Only PCs Map Out Path to Jobs, Growth and Prosperity: Hudak
24 September 2012
“At a time when thousands of people in the private sector lost their jobs, this government gave away the store. They showed no restraint, no need to hold the line out of respect for taxpayers’ ability to pay. Now we’re paying the price.”
- Christina Blizzard, The Toronto Sun, September 21, 2012
QUEEN’S PARK – Ontario urgently needs an integrated and comprehensive plan to rein in nine years of reckless overspending and power-up the economy to create private-sector jobs, Ontario PC Leader Tim Hudak said today.
“The bottom fell out in October 2008,” Hudak said. “Since then, the government has increased spending by $22 billion a year. It’s unsustainable and has led to an extra $100 billion in debt.

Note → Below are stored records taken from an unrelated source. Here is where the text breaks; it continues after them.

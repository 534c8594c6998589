//! Lookup table files for hardware export.
//!
//! Two encodings of the same value sequence:
//! - `.hex`: space-separated lowercase hex words, all padded to the digit
//!   count of the largest value, one line, trailing newline. Loadable with
//!   `$readmemh`.
//! - `.pla`: Berkeley PLA truth table. `.i` is the bit width of the last
//!   row index (at least 1), `.o` the bit width of the largest value.

use std::collections::HashSet;
use std::fmt::Write as _;
use std::path::{Path, PathBuf};

use ct_engine::{percussion_tables, pitched_tables, TableKind};
use ct_ir::{Instrument, Song};
use tracing::{info, warn};

use crate::TableError;

/// Bits needed to hold `value`; 0 for 0.
pub fn bit_width(value: u32) -> u32 {
    u32::BITS - value.leading_zeros()
}

/// Reject tables whose encodings would be malformed.
pub fn check_table(name: &str, values: &[u32]) -> Result<(), TableError> {
    if values.is_empty() {
        return Err(TableError::Empty(name.to_string()));
    }
    if values.iter().all(|&v| v == 0) {
        return Err(TableError::AllZero(name.to_string()));
    }
    Ok(())
}

fn max_value(values: &[u32]) -> u32 {
    values.iter().copied().max().unwrap_or(0)
}

pub fn to_hex(values: &[u32]) -> String {
    let digits = (bit_width(max_value(values)) as usize).div_ceil(4).max(1);
    let mut out = String::with_capacity(values.len() * (digits + 1));
    for (i, v) in values.iter().enumerate() {
        if i > 0 {
            out.push(' ');
        }
        let _ = write!(out, "{:0width$x}", v, width = digits);
    }
    out.push('\n');
    out
}

pub fn to_truth_table(values: &[u32]) -> String {
    let rows = values.len();
    let in_bits = (bit_width(rows.saturating_sub(1) as u32) as usize).max(1);
    let out_bits = bit_width(max_value(values)) as usize;

    let mut out = String::new();
    let _ = writeln!(out, ".i {}", in_bits);
    let _ = writeln!(out, ".o {}", out_bits);
    let _ = writeln!(out, ".p {}", rows);
    for (i, v) in values.iter().enumerate() {
        let _ = writeln!(out, "{:0iw$b} {:0ow$b}", i, v, iw = in_bits, ow = out_bits);
    }
    out.push_str(".e\n");
    out
}

fn is_stem_char(c: char) -> bool {
    c.is_ascii_alphanumeric() || c == '_' || c == '-'
}

/// Map a track name onto `[A-Za-z0-9_-]`, so it can only name a file
/// directly inside the export directory.
fn sanitize_stem(name: &str) -> String {
    name.chars().map(|c| if is_stem_char(c) { c } else { '_' }).collect()
}

/// Write `<dir>/<stem>.hex` and `<dir>/<stem>.pla`. The stem must be a
/// plain file name made of `[A-Za-z0-9_-]`.
pub fn write_table_files(dir: &Path, stem: &str, values: &[u32]) -> Result<[PathBuf; 2], TableError> {
    if stem.is_empty() || !stem.chars().all(is_stem_char) {
        return Err(TableError::InvalidName(stem.to_string()));
    }
    check_table(stem, values)?;
    let hex = dir.join(format!("{stem}.hex"));
    let pla = dir.join(format!("{stem}.pla"));
    std::fs::write(&hex, to_hex(values))?;
    std::fs::write(&pla, to_truth_table(values))?;
    info!(table = stem, rows = values.len(), "wrote {} and {}", hex.display(), pla.display());
    Ok([hex, pla])
}

fn table_stem(base: &str, kind: TableKind) -> String {
    format!("{}_{}", base, kind.name())
}

/// Pick a base name for channel `idx` whose table stems are all unused.
/// Clashing names get the channel index appended.
fn unique_base(name: &str, idx: usize, kinds: &[TableKind], taken: &HashSet<String>) -> String {
    let sanitized = sanitize_stem(name);
    let base = if sanitized.is_empty() { format!("channel{idx}") } else { sanitized };
    let mut candidate = base.clone();
    let mut attempt = 0;
    while kinds.iter().any(|&kind| taken.contains(&table_stem(&candidate, kind))) {
        attempt += 1;
        candidate = match attempt {
            1 => format!("{base}_{idx}"),
            n => format!("{base}_{idx}_{n}"),
        };
    }
    if candidate != name {
        warn!(track = name, stem = candidate.as_str(), "renamed track for table export");
    }
    candidate
}

/// Derive and write every channel's tables. All tables are checked before
/// the first file is written.
///
/// Files are named `<track>_<kind>`. Track names are reduced to
/// `[A-Za-z0-9_-]`, and a channel whose name would reuse another
/// channel's file gets its channel index appended.
pub fn export_song_tables(song: &Song, sample_rate: u32, dir: &Path) -> Result<Vec<PathBuf>, TableError> {
    let mut taken: HashSet<String> = HashSet::new();
    let mut pending: Vec<(String, Vec<u32>)> = Vec::new();
    for (idx, channel) in song.channels.iter().enumerate() {
        let name = channel.track.name.as_str();
        let tables: Vec<(TableKind, Vec<u32>)> = match &channel.instrument {
            Instrument::Pulse(config) => {
                let pitched = pitched_tables(&channel.track, config, sample_rate);
                let owned: Vec<_> = pitched.tables().iter().map(|&(kind, values)| (kind, values.to_vec())).collect();
                owned
            }
            Instrument::Noise(_) => vec![(TableKind::Gate, percussion_tables(&channel.track).gate)],
        };
        let kinds: Vec<TableKind> = tables.iter().map(|(kind, _)| *kind).collect();
        let base = unique_base(name, idx, &kinds, &taken);
        for (kind, values) in tables {
            let stem = table_stem(&base, kind);
            taken.insert(stem.clone());
            pending.push((stem, values));
        }
    }

    for (stem, values) in &pending {
        check_table(stem, values)?;
    }

    std::fs::create_dir_all(dir)?;
    let mut written = Vec::with_capacity(pending.len() * 2);
    for (stem, values) in &pending {
        written.extend(write_table_files(dir, stem, values)?);
    }
    Ok(written)
}

#[cfg(test)]
mod tests {
    use super::*;
    use ct_ir::{Channel, ClockConfig, NoiseConfig, Step, Track, VoiceConfig};

    #[test]
    fn widths() {
        assert_eq!(bit_width(0), 0);
        assert_eq!(bit_width(1), 1);
        assert_eq!(bit_width(2), 2);
        assert_eq!(bit_width(255), 8);
        assert_eq!(bit_width(256), 9);
    }

    #[test]
    fn hex_is_fixed_width() {
        assert_eq!(to_hex(&[0, 1, 0, 0]), "0 1 0 0\n");
        assert_eq!(to_hex(&[0x12, 0x3, 0x1ff]), "012 003 1ff\n");
        assert_eq!(to_hex(&[0xab]), "ab\n");
    }

    #[test]
    fn truth_table_layout() {
        let pla = to_truth_table(&[0, 1, 0, 0]);
        assert_eq!(pla, ".i 2\n.o 1\n.p 4\n00 0\n01 1\n10 0\n11 0\n.e\n");
    }

    #[test]
    fn truth_table_single_row_has_one_input_bit() {
        let pla = to_truth_table(&[5]);
        assert_eq!(pla, ".i 1\n.o 3\n.p 1\n0 101\n.e\n");
    }

    #[test]
    fn check_rejects_degenerate_tables() {
        assert!(matches!(check_table("t", &[]), Err(TableError::Empty(_))));
        assert!(matches!(check_table("t", &[0, 0]), Err(TableError::AllZero(_))));
        assert!(check_table("t", &[0, 3]).is_ok());
    }

    #[test]
    fn writes_both_files() {
        let dir = tempfile::tempdir().unwrap();
        let [hex, pla] = write_table_files(dir.path(), "lead_gate", &[0, 1, 1, 0]).unwrap();
        assert_eq!(hex.file_name().unwrap(), "lead_gate.hex");
        assert_eq!(std::fs::read_to_string(&hex).unwrap(), "0 1 1 0\n");
        assert!(std::fs::read_to_string(&pla).unwrap().starts_with(".i 2\n.o 1\n.p 4\n"));
    }

    #[test]
    fn all_zero_table_writes_nothing() {
        let dir = tempfile::tempdir().unwrap();
        assert!(write_table_files(dir.path(), "z", &[0, 0, 0]).is_err());
        assert_eq!(std::fs::read_dir(dir.path()).unwrap().count(), 0);
    }

    fn song(bass: Vec<Step>) -> Song {
        let mut song = Song::new("t", ClockConfig::from_sample_rate(48_000, 500, 120.0));
        song.add_channel(Channel::pulse(Track::new("bass", bass), VoiceConfig::default()));
        let hits = vec![Step::Trigger, Step::Sustain, Step::Sustain, Step::Sustain];
        song.add_channel(Channel::noise(Track::new("snare", hits), NoiseConfig::default()));
        song
    }

    #[test]
    fn song_export_names_files_by_track_and_kind() {
        let dir = tempfile::tempdir().unwrap();
        let steps = vec![Step::Note { semitone: 0, octave: 1 }, Step::Sustain, Step::NoteOff, Step::Sustain];
        let written = export_song_tables(&song(steps), 48_000, dir.path()).unwrap();
        let names: Vec<_> = written
            .iter()
            .map(|p| p.file_name().unwrap().to_string_lossy().into_owned())
            .collect();
        assert_eq!(
            names,
            vec![
                "bass_pitch.hex",
                "bass_pitch.pla",
                "bass_gate.hex",
                "bass_gate.pla",
                "bass_trigger.hex",
                "bass_trigger.pla",
                "snare_gate.hex",
                "snare_gate.pla",
            ]
        );
        let trigger = std::fs::read_to_string(dir.path().join("bass_trigger.hex")).unwrap();
        assert_eq!(trigger, "0 1 0 0\n");
    }

    #[test]
    fn unnamed_pulse_entries_get_distinct_files() {
        let text = r#"
[clock]
master_clock = 48000
clocks_per_sample = 1

[[pulse]]
notes = "C.-."
octaves = "1..."

[[pulse]]
notes = "G.-."
octaves = "2..."
"#;
        let song = crate::load_song_str(text).unwrap();
        let dir = tempfile::tempdir().unwrap();
        let written = export_song_tables(&song, 48_000, dir.path()).unwrap();
        assert_eq!(written.len(), 12);
        assert_eq!(std::fs::read_dir(dir.path()).unwrap().count(), 12);

        let first = std::fs::read_to_string(dir.path().join("pulse_pitch.hex")).unwrap();
        let second = std::fs::read_to_string(dir.path().join("pulse_1_pitch.hex")).unwrap();
        assert_ne!(first, second);
    }

    #[test]
    fn clash_across_kinds_is_renamed() {
        // noise "a_pitch" would write a_pitch_gate, same as pulse "a_pitch"
        let mut song = Song::new("t", ClockConfig::from_sample_rate(48_000, 500, 120.0));
        let held = vec![Step::Note { semitone: 0, octave: 1 }, Step::Sustain];
        song.add_channel(Channel::pulse(Track::new("a_pitch", held), VoiceConfig::default()));
        song.add_channel(Channel::noise(Track::new("a_pitch", vec![Step::Trigger]), NoiseConfig::default()));
        let dir = tempfile::tempdir().unwrap();
        export_song_tables(&song, 48_000, dir.path()).unwrap();
        assert!(dir.path().join("a_pitch_gate.hex").exists());
        assert!(dir.path().join("a_pitch_1_gate.hex").exists());
    }

    #[test]
    fn track_name_cannot_leave_export_dir() {
        let root = tempfile::tempdir().unwrap();
        let out = root.path().join("tables");
        let mut song = Song::new("t", ClockConfig::from_sample_rate(48_000, 500, 120.0));
        song.add_channel(Channel::noise(Track::new("../escaped", vec![Step::Trigger]), NoiseConfig::default()));
        let written = export_song_tables(&song, 48_000, &out).unwrap();
        for path in &written {
            assert_eq!(path.parent(), Some(out.as_path()));
        }
        assert!(out.join("___escaped_gate.hex").exists());
        assert!(!root.path().join("escaped_gate.hex").exists());
    }

    #[test]
    fn path_like_stem_is_rejected() {
        let dir = tempfile::tempdir().unwrap();
        let err = write_table_files(dir.path(), "../up", &[1]).unwrap_err();
        assert!(matches!(err, TableError::InvalidName(ref name) if name == "../up"));
        assert!(matches!(write_table_files(dir.path(), "", &[1]), Err(TableError::InvalidName(_))));
    }

    #[test]
    fn song_export_fails_before_writing() {
        let dir = tempfile::tempdir().unwrap();
        let out = dir.path().join("tables");
        // notes only: nothing is ever held, so the gate table is all zero
        let steps = vec![Step::Note { semitone: 0, octave: 1 }, Step::Note { semitone: 2, octave: 1 }];
        let err = export_song_tables(&song(steps), 48_000, &out).unwrap_err();
        assert!(matches!(err, TableError::AllZero(ref name) if name == "bass_gate"));
        assert!(!out.exists());
    }
}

“The Auditor General, Don Drummond, credit rating agencies and my PC team have all warned the government. It’s unacceptable that they refuse to show recognition that their spending is directly compounding the problem,” Hudak added.

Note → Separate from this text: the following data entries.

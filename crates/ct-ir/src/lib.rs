//! Core data types for the chiptrack sound chip.
//!
//! This crate defines the score representation and the static voice
//! parameter records shared by the engine, the table exporter and the
//! song file loader. Nothing here is mutated during playback.
//!
//! Designed to be `no_std` compatible with the `alloc` crate.

#![cfg_attr(not(feature = "std"), no_std)]

extern crate alloc;

mod config;
mod score;
pub mod song;

pub use config::{
    ClockConfig, ConfigError, NoiseConfig, VoiceConfig, MAX_SHIFT, MAX_VOLUME, NOISE_SILENT_SHIFT,
};
pub use score::{letter_semitone, semitone_letter, Step, Track, NOTE_LETTERS};
pub use song::{Channel, Instrument, Song};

The government has failed to present a comprehensive and integrated plan that takes urgent action to address this overspending. The only way they can be taken seriously to turn the province around, is by conceding that their own managerial incompetence is responsible for causing Ontario’s jobs and debt crisis
What Ontario needs, and what the PCs have been demanding for a year now – is urgent action on two parallel tracks, starting with an across-the-board public sector wage freeze as well as measures to reduce the size and cost of government. “We also need to rebuild the economy by kick-starting job creation,” Hudak said.
“To do that, we must freeze spending and wages, then fix the cost drivers beneath them, with measures like our Ability to Pay Act that brings salary and benefit settlements back into line with what taxpayers’ can actually afford. Government employee unions continue to receive pay increases exceeding inflation and the average wage growth in the broader economy. Public sector wages have increased by 50 per cent since 2003 – or $60 billion total for this year.
“We call it Freeze, Fix, Reduce’ but instead all we’re getting from this government is ‘dither, duck and run’. They have spent themselves into a corner and are just making it up as they go.”
In November the government will bring forward its annual Fall Economic Statement. “It’s crucially important for the government to do the right thing, on behalf of half a million unemployment Ontarians, and reverse course.
“They need to implement the bold, new and transformative ideas that PC Caucus has mapped out to return Ontario to balanced budgets and bring new job-creating opportunities to the Ontario people because they have no plan,” Hudak concluded.